----- SOURCE MATERIAL -----

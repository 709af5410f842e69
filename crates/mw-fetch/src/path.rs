//! Path and URL resolution helpers.

use url::Url;

/// Whether `location` is an absolute `http(s)` URL.
#[must_use]
pub fn is_absolute_url(location: &str) -> bool {
    let lower = location.get(..8).unwrap_or(location).to_ascii_lowercase();
    lower.starts_with("http://") || lower.starts_with("https://")
}

/// Join a base path with a relative resource path.
///
/// Absolute URLs are returned unchanged. `./` segments and repeated slashes
/// in `relative` are dropped, and a leading slash is treated as relative to
/// `base` rather than to the filesystem root.
///
/// # Examples
///
/// ```
/// use mw_fetch::resolve_path;
///
/// assert_eq!(resolve_path("docs", "guide.md"), "docs/guide.md");
/// assert_eq!(resolve_path("docs/", "./a//b.md"), "docs/a/b.md");
/// assert_eq!(resolve_path("", "/README.md"), "README.md");
/// assert_eq!(resolve_path("docs", "https://x.org/a.md"), "https://x.org/a.md");
/// ```
#[must_use]
pub fn resolve_path(base: &str, relative: &str) -> String {
    if is_absolute_url(relative) {
        return relative.to_owned();
    }

    let relative = relative
        .split('/')
        .filter(|segment| !segment.is_empty() && *segment != ".")
        .collect::<Vec<_>>()
        .join("/");

    let base = base.trim_end_matches('/');
    if base.is_empty() || base == "." {
        relative
    } else {
        format!("{base}/{relative}")
    }
}

/// Prefix an absolute URL with a CORS proxy, when one is configured.
///
/// Relative locations are never proxied.
#[must_use]
pub fn proxied_url(location: &str, proxy: Option<&str>) -> String {
    match proxy {
        Some(proxy) if !proxy.is_empty() && is_absolute_url(location) => {
            format!("{proxy}{location}")
        }
        _ => location.to_owned(),
    }
}

/// Resolve `reference` against the address of the document containing it.
///
/// Returns `None` if `document_url` is not a valid absolute URL or the
/// reference cannot be joined.
#[must_use]
pub fn resolve_url(document_url: &str, reference: &str) -> Option<String> {
    let base = Url::parse(document_url).ok()?;
    base.join(reference).ok().map(String::from)
}
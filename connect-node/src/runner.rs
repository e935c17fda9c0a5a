//! Drives sessions over a transport: inbound frames and a periodic tick go into the
//! protocol core, the actions it returns go out.

use std::collections::VecDeque;
use std::net::SocketAddr;
use std::path::PathBuf;
use std::sync::Arc;
use std::time::{Duration, SystemTime, UNIX_EPOCH};

use anyhow::{bail, Context};
use connect_core::{
    BrowserInfo, CloseReason, ConnectConfig, ConnectCore, ConnectMode, DeviceInfo, Keypair,
    OutboundAction, PairingCrypto, PeerHint, PublicKey, ResponderSession, SessionEvent,
    SessionHandle, VaultSource,
};
use tokio::net::{TcpListener, TcpStream};
use tokio::time::{interval, MissedTickBehavior};
use tracing::{debug, info, warn};

use crate::config::Config;
use crate::store::{self, FileVault};
use crate::transport::{self, ResumeRegistry, TcpTransport, Transport, TransportEvent};

/// Run the initiator session `handle` until it closes. `initial` are the actions
/// returned while setting the session up.
pub async fn run_initiator<T: Transport>(
    core: &mut ConnectCore,
    handle: SessionHandle,
    initial: Vec<OutboundAction>,
    transport: &mut T,
    tick: Duration,
) -> anyhow::Result<CloseReason> {
    let mut ticker = interval(tick);
    ticker.set_missed_tick_behavior(MissedTickBehavior::Delay);
    let mut pending: VecDeque<OutboundAction> = initial.into();
    loop {
        while let Some(action) = pending.pop_front() {
            match action {
                OutboundAction::SendMessage(_, bytes) => send_or_warn(transport, &bytes).await,
                OutboundAction::TransferCompleted(h) => info!(session = %h, "vault delivered"),
                OutboundAction::PullCompleted(h) => info!(session = %h, "pull answered"),
                OutboundAction::SessionClosed(h, reason) if h == handle => return Ok(reason),
                OutboundAction::SessionClosed(h, _) => debug!(session = %h, "other session closed"),
            }
        }
        transport.set_resume_token(core.resume_token(handle));
        let event = tokio::select! {
            _ = ticker.tick() => None,
            event = transport.next_event() => Some(event),
        };
        let actions = match event {
            None => core.tick(),
            Some(TransportEvent::Message(bytes)) => core.on_message_received(handle, &bytes)?,
            Some(TransportEvent::Lost) => core.on_transport_lost(handle)?,
            Some(TransportEvent::Reconnected) => core.on_reconnected(handle)?,
        };
        pending.extend(actions);
    }
}

/// Run a responder session until it closes.
pub async fn run_responder<T: Transport>(
    session: &mut ResponderSession,
    transport: &mut T,
    tick: Duration,
) -> anyhow::Result<CloseReason> {
    let mut ticker = interval(tick);
    ticker.set_missed_tick_behavior(MissedTickBehavior::Delay);
    let mut now = 0u64;
    let mut pending: VecDeque<SessionEvent> = VecDeque::new();
    loop {
        while let Some(event) = pending.pop_front() {
            match event {
                SessionEvent::Send(bytes) => send_or_warn(transport, &bytes).await,
                SessionEvent::TransferCompleted => {
                    info!(session = %session.session_id(), "vault received")
                }
                SessionEvent::PullCompleted => {
                    info!(session = %session.session_id(), "pull served")
                }
                SessionEvent::Closed(reason) => return Ok(reason),
            }
        }
        transport.set_resume_token(session.resume_token());
        let event = tokio::select! {
            _ = ticker.tick() => None,
            event = transport.next_event() => Some(event),
        };
        let events = match event {
            None => {
                now += 1;
                session.tick(now)
            }
            Some(TransportEvent::Message(bytes)) => session.on_message(&bytes, now),
            Some(TransportEvent::Lost) => session.on_transport_lost(now),
            Some(TransportEvent::Reconnected) => session.on_reconnected(now),
        };
        pending.extend(events);
    }
}

// A failed send surfaces as `Lost` from the transport's next event.
async fn send_or_warn<T: Transport>(transport: &mut T, bytes: &[u8]) {
    if let Err(e) = transport.send(bytes).await {
        warn!(error = %e, "send failed");
    }
}

fn outcome(reason: CloseReason) -> anyhow::Result<()> {
    match reason {
        CloseReason::Success => Ok(()),
        CloseReason::Error(cause) => {
            bail!("session closed with code {}: {}", cause.error_code(), cause)
        }
    }
}

/// Pair with the listener at `peer` and push the blob `vault` supplies.
pub async fn push(
    peer: SocketAddr,
    peer_key: PublicKey,
    vault: &mut dyn VaultSource,
    cfg: &Config,
) -> anyhow::Result<()> {
    let mut transport = TcpTransport::connect(peer).await?;
    let stamp = SystemTime::now()
        .duration_since(UNIX_EPOCH)
        .map(|d| d.as_millis())
        .unwrap_or_default();
    let device = DeviceInfo::new(
        format!("{}-{}", cfg.device_name, std::process::id()),
        cfg.device_name.clone(),
        std::env::consts::OS,
    );
    let mut core = ConnectCore::with_config(device, cfg.connect_config());
    let hint = PeerHint {
        session_id: format!("{}-{stamp}", cfg.device_name),
        peer_id: peer.to_string(),
        peer_public_key: peer_key,
        mode: ConnectMode::Push,
    };
    let (handle, mut actions) = core.begin_pairing(hint);
    actions.extend(core.push_vault_from(handle, vault)?);
    let reason = run_initiator(&mut core, handle, actions, &mut transport, cfg.tick()).await?;
    outcome(reason)?;
    info!(peer = %peer, "push complete");
    Ok(())
}

/// Shared state of the responder listener.
pub struct ListenContext {
    pub pairing_secret: [u8; 32],
    pub info: BrowserInfo,
    pub config: ConnectConfig,
    pub tick: Duration,
    /// Vault each accepted session delivers into.
    pub vault: Box<dyn Fn() -> Box<dyn VaultSource> + Send + Sync>,
    pub registry: ResumeRegistry,
}

/// Listen on `port`, writing each received vault to `out`.
pub async fn listen(port: u16, out: PathBuf, cfg: &Config) -> anyhow::Result<()> {
    let keypair = store::load_or_create_keypair(cfg.key_file.as_deref())?;
    println!("pairing key: {}", keypair.public_key().to_base64());
    let listener = TcpListener::bind(("0.0.0.0", port))
        .await
        .with_context(|| format!("bind port {port}"))?;
    info!(port, out = %out.display(), "listening");
    let ctx = Arc::new(ListenContext {
        pairing_secret: keypair.secret_bytes(),
        info: BrowserInfo::new("connect-node", crate::VERSION, "connect-node"),
        config: cfg.connect_config(),
        tick: cfg.tick(),
        vault: Box::new(move || -> Box<dyn VaultSource> { Box::new(FileVault::new(out.clone())) }),
        registry: ResumeRegistry::default(),
    });
    serve(listener, ctx).await
}

/// Accept loop: one responder session per fresh connection; resuming connections are
/// handed to their suspended session.
pub async fn serve(listener: TcpListener, ctx: Arc<ListenContext>) -> anyhow::Result<()> {
    loop {
        let (stream, addr) = listener.accept().await.context("accept")?;
        let ctx = ctx.clone();
        tokio::spawn(async move {
            if let Err(e) = handle_connection(stream, addr, ctx).await {
                warn!(peer = %addr, error = %e, "connection failed");
            }
        });
    }
}

async fn handle_connection(
    mut stream: TcpStream,
    addr: SocketAddr,
    ctx: Arc<ListenContext>,
) -> anyhow::Result<()> {
    stream.set_nodelay(true)?;
    let token = transport::read_preface(&mut stream).await?;
    if !token.is_empty() {
        if transport::hand_over(&ctx.registry, &token, stream).await? {
            info!(peer = %addr, "connection resumed a session");
        } else {
            warn!(peer = %addr, "unknown resume token, dropping connection");
        }
        return Ok(());
    }

    let crypto = PairingCrypto::new(Keypair::from_secret_bytes(ctx.pairing_secret));
    let mut session = ResponderSession::new(
        addr.to_string(),
        ctx.info.clone(),
        Box::new(crypto),
        (ctx.vault)(),
        ctx.config.clone(),
    );
    let mut transport = TcpTransport::accepted(stream, ctx.registry.clone());
    info!(peer = %addr, "session accepted");
    let reason = run_responder(&mut session, &mut transport, ctx.tick).await?;
    match reason.error_code() {
        None => info!(peer = %addr, "session closed"),
        Some(code) => warn!(peer = %addr, code, "session closed with error"),
    }
    Ok(())
}
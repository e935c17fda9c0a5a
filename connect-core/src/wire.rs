//! Encoding: envelopes are UTF-8 JSON, binary fields are standard base64.
//! Stream transports add framing: length-prefix (4 bytes LE) + JSON envelope.

use base64::engine::general_purpose::STANDARD;
use base64::Engine;
use serde::Serialize;

use crate::protocol::{ConnectMessage, RawMessage, SCHEME_VERSION};

const LEN_SIZE: usize = 4;
pub const MAX_FRAME_LEN: u32 = 16 * 1024 * 1024; // 16 MiB

/// Encode an envelope as JSON bytes.
pub fn encode_message<P: Serialize>(msg: &ConnectMessage<P>) -> Result<Vec<u8>, MessageError> {
    serde_json::to_vec(msg).map_err(MessageError::Encode)
}

/// Decode an inbound envelope. Unknown actions and newer schemes are errors.
pub fn decode_message(bytes: &[u8]) -> Result<RawMessage, MessageError> {
    let msg: RawMessage = serde_json::from_slice(bytes).map_err(MessageError::Decode)?;
    if msg.scheme_version > SCHEME_VERSION {
        return Err(MessageError::UnsupportedScheme(msg.scheme_version));
    }
    Ok(msg)
}

/// Error encoding or decoding an envelope.
#[derive(Debug, thiserror::Error)]
pub enum MessageError {
    #[error("encode error: {0}")]
    Encode(#[source] serde_json::Error),
    #[error("decode error: {0}")]
    Decode(#[source] serde_json::Error),
    #[error("unsupported scheme version {0}")]
    UnsupportedScheme(u32),
    #[error("invalid base64 field")]
    Base64(#[from] base64::DecodeError),
}

pub fn to_base64(bytes: &[u8]) -> String {
    STANDARD.encode(bytes)
}

pub fn from_base64(s: &str) -> Result<Vec<u8>, MessageError> {
    Ok(STANDARD.decode(s)?)
}

/// Wrap an encoded envelope into a single frame: 4 bytes LE length + payload.
pub fn encode_frame(payload: &[u8]) -> Result<Vec<u8>, FrameEncodeError> {
    let len = u32::try_from(payload.len()).map_err(|_| FrameEncodeError::TooLarge)?;
    if len > MAX_FRAME_LEN {
        return Err(FrameEncodeError::TooLarge);
    }
    let mut out = Vec::with_capacity(LEN_SIZE + payload.len());
    out.extend_from_slice(&len.to_le_bytes());
    out.extend_from_slice(payload);
    Ok(out)
}

/// Error wrapping a payload into a frame.
#[derive(Debug, thiserror::Error)]
pub enum FrameEncodeError {
    #[error("frame too large")]
    TooLarge,
}

/// Decode one frame from the front of `bytes`. Returns the payload and the number of bytes consumed.
/// Call with partial buffer; returns error if not enough bytes (caller should try again after more data).
pub fn decode_frame(bytes: &[u8]) -> Result<(&[u8], usize), FrameDecodeError> {
    if bytes.len() < LEN_SIZE {
        return Err(FrameDecodeError::NeedMore);
    }
    let len = u32::from_le_bytes([bytes[0], bytes[1], bytes[2], bytes[3]]) as usize;
    if len > MAX_FRAME_LEN as usize {
        return Err(FrameDecodeError::TooLarge);
    }
    if bytes.len() < LEN_SIZE + len {
        return Err(FrameDecodeError::NeedMore);
    }
    Ok((&bytes[LEN_SIZE..LEN_SIZE + len], LEN_SIZE + len))
}

/// Error decoding a frame (need more bytes or too large).
#[derive(Debug, thiserror::Error)]
pub enum FrameDecodeError {
    #[error("need more bytes")]
    NeedMore,
    #[error("frame too large")]
    TooLarge,
}

#[cfg(test)]
mod tests {
    use super::*;
    use crate::protocol::{ActionTag, Empty};
    use crate::requests::CloseWithError;

    fn sample_close() -> Vec<u8> {
        let msg = ConnectMessage::new(
            ActionTag::CloseWithError,
            CloseWithError {
                error_code: 1020,
                error_message: Some("salt mismatch".into()),
            },
        );
        encode_message(&msg).unwrap()
    }

    #[test]
    fn decode_keeps_action_and_payload() {
        let raw = decode_message(&sample_close()).unwrap();
        assert_eq!(raw.action, ActionTag::CloseWithError);
        assert_eq!(raw.payload["errorCode"], 1020);
    }

    #[test]
    fn newer_scheme_rejected() {
        let mut msg = ConnectMessage::new(ActionTag::CloseWithSuccess, Empty);
        msg.scheme_version = SCHEME_VERSION + 1;
        let bytes = encode_message(&msg).unwrap();
        assert!(matches!(
            decode_message(&bytes),
            Err(MessageError::UnsupportedScheme(v)) if v == SCHEME_VERSION + 1
        ));
    }

    #[test]
    fn older_scheme_accepted() {
        let mut msg = ConnectMessage::new(ActionTag::CloseWithSuccess, Empty);
        msg.scheme_version = 1;
        let bytes = encode_message(&msg).unwrap();
        assert!(decode_message(&bytes).is_ok());
    }

    #[test]
    fn garbage_is_decode_error() {
        assert!(matches!(
            decode_message(b"not json"),
            Err(MessageError::Decode(_))
        ));
    }

    #[test]
    fn partial_read_need_more() {
        let frame = encode_frame(&sample_close()).unwrap();
        assert!(matches!(
            decode_frame(&frame[..2]),
            Err(FrameDecodeError::NeedMore)
        ));
        assert!(matches!(
            decode_frame(&frame[..frame.len() - 1]),
            Err(FrameDecodeError::NeedMore)
        ));
    }

    #[test]
    fn oversized_length_prefix_rejected() {
        let mut bytes = (MAX_FRAME_LEN + 1).to_le_bytes().to_vec();
        bytes.extend_from_slice(&[0u8; 8]);
        assert!(matches!(
            decode_frame(&bytes),
            Err(FrameDecodeError::TooLarge)
        ));
    }

    #[test]
    fn multiple_frames() {
        let a = sample_close();
        let b = encode_message(&ConnectMessage::new(ActionTag::CloseWithSuccess, Empty)).unwrap();
        let mut buf = encode_frame(&a).unwrap();
        buf.extend_from_slice(&encode_frame(&b).unwrap());
        let (p1, n1) = decode_frame(&buf).unwrap();
        assert_eq!(p1, a.as_slice());
        let (p2, n2) = decode_frame(&buf[n1..]).unwrap();
        assert_eq!(p2, b.as_slice());
        assert_eq!(n1 + n2, buf.len());
    }

    #[test]
    fn base64_fields() {
        let s = to_base64(b"\x00\x01salt");
        assert_eq!(from_base64(&s).unwrap(), b"\x00\x01salt");
        assert!(from_base64("***").is_err());
    }
}
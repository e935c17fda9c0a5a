//! Responder role: the paired browser side. Answers every request, reassembles
//! the pushed vault and serves the pull flow.

use serde::Serialize;
use tracing::{debug, info, warn};
use uuid::Uuid;

use crate::chunk::{ChunkReceiveResult, InboundTransfer};
use crate::close::{CloseCause, CloseReason};
use crate::config::ConnectConfig;
use crate::crypto::{CryptoContext, CryptoEngine, PublicKey};
use crate::integrity;
use crate::protocol::{ActionTag, ConnectMessage, Empty};
use crate::requests::{
    negotiate_features, ChallengeRequest, ChallengeResponse, ChunkConfirmed, ChunkPayload,
    CloseWithSuccess, ConnectRequest, Feature, HelloRequest, HelloResponse, InboundRequest,
    InitTransferRequest, PullRequest, PullRequestAction, PullRequestResponse,
};
use crate::session::{Phase, Session, SessionEvent};
use crate::vault::{PullSource, VaultSource};
use crate::wire;

/// How the responder introduces itself in its `hello` response.
#[derive(Debug, Clone, PartialEq, Eq)]
pub struct BrowserInfo {
    pub browser_name: String,
    pub browser_version: String,
    pub browser_ext_name: String,
    pub supported_features: Vec<Feature>,
}

impl BrowserInfo {
    pub fn new(
        browser_name: impl Into<String>,
        browser_version: impl Into<String>,
        browser_ext_name: impl Into<String>,
    ) -> Self {
        Self {
            browser_name: browser_name.into(),
            browser_version: browser_version.into(),
            browser_ext_name: browser_ext_name.into(),
            supported_features: vec![Feature::Pull, Feature::ExpirationDate],
        }
    }
}

/// Data the initiator forwarded in `initTransfer`, decrypted.
#[derive(Debug, Clone, Default, PartialEq, Eq)]
pub struct TransferMetadata {
    pub fcm_token: String,
    pub expiration_date: Option<String>,
}
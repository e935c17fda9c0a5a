//! Connect protocol reference implementation: device pairing and vault sync
//! between a mobile initiator and a browser responder.
//! Host-driven: no I/O; host passes events and receives actions.

pub mod chunk;
pub mod close;
pub mod config;
pub mod core;
pub mod crypto;
pub mod initiator;
pub mod integrity;
pub mod pending;
pub mod protocol;
pub mod requests;
pub mod responder;
pub mod session;
pub mod vault;
pub mod wire;

pub use close::{CloseCause, CloseReason};
pub use config::ConnectConfig;
pub use core::{ConnectCore, OutboundAction, SessionHandle};
pub use crypto::{CryptoContext, CryptoEngine, CryptoError, Keypair, PairingCrypto, PublicKey};
pub use initiator::{ConnectMode, DeviceInfo, InitiatorSession, PeerHint};
pub use protocol::{ActionTag, ConnectMessage, RawMessage, SCHEME_VERSION};
pub use requests::Feature;
pub use responder::{BrowserInfo, ResponderSession, TransferMetadata};
pub use session::{Phase, SessionError, SessionEvent};
pub use vault::{MemoryVault, PullError, PullHandler, PullSource, VaultBlob, VaultError, VaultSource};
pub use wire::{decode_frame, encode_frame, FrameDecodeError, FrameEncodeError, MAX_FRAME_LEN};
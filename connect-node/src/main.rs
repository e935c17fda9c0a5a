// Connect daemon: pushes a vault to a paired listener, or listens for pushes.

mod cli;
mod config;
mod runner;
mod store;
mod transport;

use anyhow::Context;
use tracing::info;
use tracing_subscriber::EnvFilter;

use crate::cli::Command;
use crate::store::FileVault;

const VERSION: &str = env!("CARGO_PKG_VERSION");

fn main() -> anyhow::Result<()> {
    let command = cli::parse(std::env::args().skip(1))?;
    if let Command::Version = command {
        println!("connect-node {}", VERSION);
        return Ok(());
    }

    tracing_subscriber::fmt()
        .with_env_filter(
            EnvFilter::try_from_default_env().unwrap_or_else(|_| EnvFilter::new("info")),
        )
        .init();
    let cfg = config::load();

    let rt = tokio::runtime::Runtime::new().context("start runtime")?;
    rt.block_on(async {
        tokio::select! {
            result = run(command, &cfg) => result,
            result = shutdown_signal() => {
                result?;
                info!("shutting down");
                Ok(())
            }
        }
    })
}

async fn run(command: Command, cfg: &config::Config) -> anyhow::Result<()> {
    match command {
        Command::Version => Ok(()),
        Command::Listen { port, out } => {
            runner::listen(port.unwrap_or(cfg.listen_port), out, cfg).await
        }
        Command::Push {
            peer,
            peer_key,
            file,
        } => {
            let mut vault = FileVault::new(file);
            runner::push(peer, peer_key, &mut vault, cfg).await
        }
    }
}

/// Wait for Ctrl+C or SIGTERM (Unix). Open sessions are dropped; peers see the link go down.
async fn shutdown_signal() -> anyhow::Result<()> {
    #[cfg(unix)]
    {
        use tokio::signal::unix::{signal, SignalKind};
        let mut sigterm = signal(SignalKind::terminate()).context("install SIGTERM handler")?;
        tokio::select! {
            _ = tokio::signal::ctrl_c() => {}
            _ = sigterm.recv() => {}
        }
    }
    #[cfg(not(unix))]
    {
        tokio::signal::ctrl_c().await?;
    }
    Ok(())
}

-----

WHAT YOU NEED TO DO — Restate the data verbatim through the "let relative = relative" line.

TASK RESULT —
repository 709af5410f842e69
filename crates/mw-fetch/src/path.rs
//! Path and URL resolution helpers.

use url::Url;

/// Whether `location` is an absolute `http(s)` URL.
#[must_use]
pub fn is_absolute_url(location: &str) -> bool {
    let lower = location.get(..8).unwrap_or(location).to_ascii_lowercase();
    lower.starts_with("http://") || lower.starts_with("https://")
}

/// Join a base path with a relative resource path.
///
/// Absolute URLs are returned unchanged. `./` segments and repeated slashes
/// in `relative` are dropped, and a leading slash is treated as relative to
/// `base` rather than to the filesystem root.
///
/// # Examples
///
/// ```
/// use mw_fetch::resolve_path;
///
/// assert_eq!(resolve_path("docs", "guide.md"), "docs/guide.md");
/// assert_eq!(resolve_path("docs/", "./a//b.md"), "docs/a/b.md");
/// assert_eq!(resolve_path("", "/README.md"), "README.md");
/// assert_eq!(resolve_path("docs", "https://x.org/a.md"), "https://x.org/a.md");
/// ```
#[must_use]
pub fn resolve_path(base: &str, relative: &str) -> String {
    if is_absolute_url(relative) {
        return relative.to_owned();
    }

    let relative = relative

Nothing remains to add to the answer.